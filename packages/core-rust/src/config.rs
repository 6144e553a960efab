//! Simulator settings as stored by the flow editor, and their parsed form.

use std::time::Duration;

use serde::{Deserialize, Deserializer, Serialize};
use serde_json::Value;
use tracing::trace;

use crate::interval::{
    coerce_ms, IntervalPolicy, DEFAULT_FIXED_MS, DEFAULT_MAX_MS, DEFAULT_MIN_MS, MODE_FIXED,
};
use crate::types::{FieldRule, Template};

/// Errors that prevent a simulator from starting.
#[derive(Debug, thiserror::Error)]
pub enum ConfigError {
    #[error("invalid template JSON: {0}")]
    InvalidTemplate(#[source] serde_json::Error),
    #[error("template must be a JSON object, got {kind}")]
    TemplateNotObject { kind: &'static str },
    #[error("invalid fields configuration: {0}")]
    InvalidFields(#[source] serde_json::Error),
    #[error("intervalMin ({min_ms}ms) exceeds intervalMax ({max_ms}ms)")]
    IntervalRange { min_ms: u64, max_ms: u64 },
    #[error("{option} must not be negative, got {value}")]
    NegativeDuration { option: &'static str, value: i64 },
}

/// Raw node settings, exactly as a flow editor persists them.
///
/// `template` and `fields` are JSON documents embedded as strings; numeric
/// options may arrive as numbers or strings. Every option is optional, and
/// an option present as `null` behaves as if it were missing.
#[derive(Debug, Clone, PartialEq, Serialize, Deserialize)]
#[serde(rename_all = "camelCase", default)]
pub struct SimulatorSettings {
    #[serde(deserialize_with = "de_text")]
    pub name: String,
    #[serde(deserialize_with = "de_text")]
    pub topic: String,
    #[serde(deserialize_with = "de_template")]
    pub template: String,
    #[serde(deserialize_with = "de_fields")]
    pub fields: String,
    #[serde(deserialize_with = "de_mode")]
    pub interval_mode: String,
    pub interval_fixed: Value,
    pub interval_min: Value,
    pub interval_max: Value,
    pub startup_delay: Value,
    pub debug_active: Value,
}

impl Default for SimulatorSettings {
    fn default() -> Self {
        Self {
            name: String::new(),
            topic: String::new(),
            template: "{}".to_string(),
            fields: "[]".to_string(),
            interval_mode: MODE_FIXED.to_string(),
            interval_fixed: Value::from(DEFAULT_FIXED_MS),
            interval_min: Value::from(DEFAULT_MIN_MS),
            interval_max: Value::from(DEFAULT_MAX_MS),
            startup_delay: Value::from(0),
            debug_active: Value::Bool(false),
        }
    }
}

/// Reads a string option, mapping `null` to `default` and rendering other
/// scalars (numbers, booleans) as their JSON text.
fn string_or<'de, D: Deserializer<'de>>(
    deserializer: D,
    default: &str,
) -> Result<String, D::Error> {
    Ok(match Value::deserialize(deserializer)? {
        Value::Null => default.to_string(),
        Value::String(s) => s,
        other => other.to_string(),
    })
}

fn de_text<'de, D: Deserializer<'de>>(deserializer: D) -> Result<String, D::Error> {
    string_or(deserializer, "")
}

fn de_template<'de, D: Deserializer<'de>>(deserializer: D) -> Result<String, D::Error> {
    string_or(deserializer, "{}")
}

fn de_fields<'de, D: Deserializer<'de>>(deserializer: D) -> Result<String, D::Error> {
    string_or(deserializer, "[]")
}

fn de_mode<'de, D: Deserializer<'de>>(deserializer: D) -> Result<String, D::Error> {
    string_or(deserializer, MODE_FIXED)
}

/// Validated, immutable simulator configuration.
#[derive(Debug, Clone, PartialEq)]
pub struct SimulatorConfig {
    /// Display name, used when mirroring to the debug channel.
    pub name: String,
    /// Topic attached to every emitted message.
    pub topic: String,
    /// Base payload shape.
    pub template: Template,
    /// Field variation rules, applied in order.
    pub rules: Vec<FieldRule>,
    /// Delay policy between scheduled emissions.
    pub interval: IntervalPolicy,
    /// One-shot delay before the first scheduled tick.
    pub startup_delay: Duration,
    /// Initial state of debug mirroring.
    pub debug_active: bool,
}

impl SimulatorConfig {
    /// Configuration with the given template and rules and default scheduling.
    #[must_use]
    pub fn new(template: Template, rules: Vec<FieldRule>) -> Self {
        Self {
            name: String::new(),
            topic: String::new(),
            template,
            rules,
            interval: IntervalPolicy::default(),
            startup_delay: Duration::ZERO,
            debug_active: false,
        }
    }

    /// Parses and validates raw settings.
    ///
    /// Empty `template` / `fields` strings are treated as `{}` / `[]`.
    /// `debugActive` is enabled only by a literal `true`.
    ///
    /// # Errors
    ///
    /// Returns a [`ConfigError`] when the template or field rules are not
    /// valid JSON, the template is not an object, or the scheduling options
    /// fail validation.
    pub fn from_settings(settings: &SimulatorSettings) -> Result<Self, ConfigError> {
        let template = parse_template(&settings.template)?;
        let rules = parse_rules(&settings.fields)?;
        let interval = IntervalPolicy::resolve(
            &settings.interval_mode,
            &settings.interval_fixed,
            &settings.interval_min,
            &settings.interval_max,
        )?;
        let startup_delay = coerce_ms("startupDelay", &settings.startup_delay, 0)?;

        Ok(Self {
            name: settings.name.clone(),
            topic: settings.topic.clone(),
            template,
            rules,
            interval,
            startup_delay: Duration::from_millis(startup_delay),
            debug_active: settings.debug_active == Value::Bool(true),
        })
    }
}

/// Parses the template document; it must be a JSON object.
///
/// # Errors
///
/// Returns [`ConfigError::InvalidTemplate`] or [`ConfigError::TemplateNotObject`].
pub fn parse_template(raw: &str) -> Result<Template, ConfigError> {
    let raw = if raw.trim().is_empty() { "{}" } else { raw };
    match serde_json::from_str::<Value>(raw).map_err(ConfigError::InvalidTemplate)? {
        Value::Object(fields) => Ok(Template::new(fields)),
        other => Err(ConfigError::TemplateNotObject {
            kind: json_kind(&other),
        }),
    }
}

/// Parses the field rules document; it must be a JSON array.
///
/// Entries that are not rule objects are dropped; the remaining rules keep
/// their order.
///
/// # Errors
///
/// Returns [`ConfigError::InvalidFields`] when the document is not valid JSON
/// or not an array.
pub fn parse_rules(raw: &str) -> Result<Vec<FieldRule>, ConfigError> {
    let raw = if raw.trim().is_empty() { "[]" } else { raw };
    let entries: Vec<Value> = serde_json::from_str(raw).map_err(ConfigError::InvalidFields)?;

    Ok(entries
        .into_iter()
        .enumerate()
        .filter_map(|(index, entry)| match FieldRule::deserialize(&entry) {
            Ok(rule) => Some(rule),
            Err(err) => {
                trace!(index, %entry, error = %err, "skipping malformed field rule");
                None
            }
        })
        .collect())
}

fn json_kind(value: &Value) -> &'static str {
    match value {
        Value::Null => "null",
        Value::Bool(_) => "boolean",
        Value::Number(_) => "number",
        Value::String(_) => "string",
        Value::Array(_) => "array",
        Value::Object(_) => "object",
    }
}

## REQUIREMENT
Extract the first line above and each line after it up to and including the one with "#[derive(Debug, thiserror::Error)]", please, exactly and with nothing else.

## EXERCISE RESULT
filename packages/core-rust/src/config.rs
repository 6144e553a960efab
//! Simulator settings as stored by the flow editor, and their parsed form.

use std::time::Duration;

use serde::{Deserialize, Deserializer, Serialize};
use serde_json::Value;
use tracing::trace;

use crate::interval::{
    coerce_ms, IntervalPolicy, DEFAULT_FIXED_MS, DEFAULT_MAX_MS, DEFAULT_MIN_MS, MODE_FIXED,
};
use crate::types::{FieldRule, Template};

/// Errors that prevent a simulator from starting.
#[derive(Debug, thiserror::Error)]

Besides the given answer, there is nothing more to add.